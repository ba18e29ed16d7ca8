use crate::config::Config;
use crate::error::{Result, WingetauError};
use std::env;
use std::ffi::OsStr;
use std::path::{Path, PathBuf};
use tracing::debug;
use walkdir::WalkDir;

/// Resolve the package-manager executable: `PATH` first, then a walk of the
/// configured search root.
pub fn resolve_tool(config: &Config) -> Result<PathBuf> {
    if let Some(path) = find_on_path(&config.tool_name) {
        debug!("Found {} on PATH at {}", config.tool_name, path.display());
        return Ok(path);
    }

    locate(&config.tool_search_root, &config.tool_name)
}

/// Walk `search_root` depth-first and return the first regular file named `tool_name`.
///
/// A failing walk (missing root, permission denied) is reported as
/// [`WingetauError::ToolSearch`], distinct from a completed walk without a match.
pub fn locate(search_root: &Path, tool_name: &str) -> Result<PathBuf> {
    for entry in WalkDir::new(search_root).sort_by_file_name() {
        let entry = entry.map_err(|source| WingetauError::ToolSearch {
            root: search_root.to_path_buf(),
            source,
        })?;

        if entry.file_type().is_file() && matches_tool(entry.file_name(), tool_name) {
            return Ok(entry.into_path());
        }
    }

    Err(WingetauError::ToolNotFound {
        tool: tool_name.to_string(),
        root: search_root.to_path_buf(),
    })
}

fn find_on_path(tool_name: &str) -> Option<PathBuf> {
    let paths = env::var_os("PATH")?;
    env::split_paths(&paths)
        .map(|dir| dir.join(tool_name))
        .find(|candidate| candidate.is_file())
}

fn matches_tool(file_name: &OsStr, tool_name: &str) -> bool {
    let file_name = file_name.to_string_lossy();
    if cfg!(windows) {
        file_name.eq_ignore_ascii_case(tool_name)
    } else {
        file_name == tool_name
    }
}

#[cfg(test)]
mod tests {
    use super::*;
    use std::fs;
    use tempfile::tempdir;

    #[test]
    fn finds_nested_executable() {
        let dir = tempdir().unwrap();
        let nested = dir.path().join("Microsoft.DesktopAppInstaller_1.21_x64");
        fs::create_dir_all(&nested).unwrap();
        fs::write(nested.join("winget.exe"), b"").unwrap();

        let found = locate(dir.path(), "winget.exe").unwrap();
        assert_eq!(found, nested.join("winget.exe"));
    }

    #[test]
    fn returns_first_match_in_walk_order() {
        let dir = tempdir().unwrap();
        for version in ["a_1.0", "b_2.0"] {
            let sub = dir.path().join(version);
            fs::create_dir_all(&sub).unwrap();
            fs::write(sub.join("winget.exe"), b"").unwrap();
        }

        let found = locate(dir.path(), "winget.exe").unwrap();
        assert_eq!(found, dir.path().join("a_1.0").join("winget.exe"));
    }

    #[test]
    fn ignores_directories_and_similar_names() {
        let dir = tempdir().unwrap();
        fs::create_dir_all(dir.path().join("winget.exe")).unwrap();
        fs::write(dir.path().join("notwinget.exe"), b"").unwrap();

        let err = locate(dir.path(), "winget.exe").unwrap_err();
        assert!(matches!(err, WingetauError::ToolNotFound { .. }));
    }

    #[test]
    fn missing_root_is_a_search_failure() {
        let dir = tempdir().unwrap();
        let missing = dir.path().join("does-not-exist");

        let err = locate(&missing, "winget.exe").unwrap_err();
        assert!(matches!(err, WingetauError::ToolSearch { .. }));
    }
}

________________

Gather each line in the entries above where the string "OsStr" is found.

== ANSWER BELOW ==
use std::ffi::OsStr;
fn matches_tool(file_name: &OsStr, tool_name: &str) -> bool {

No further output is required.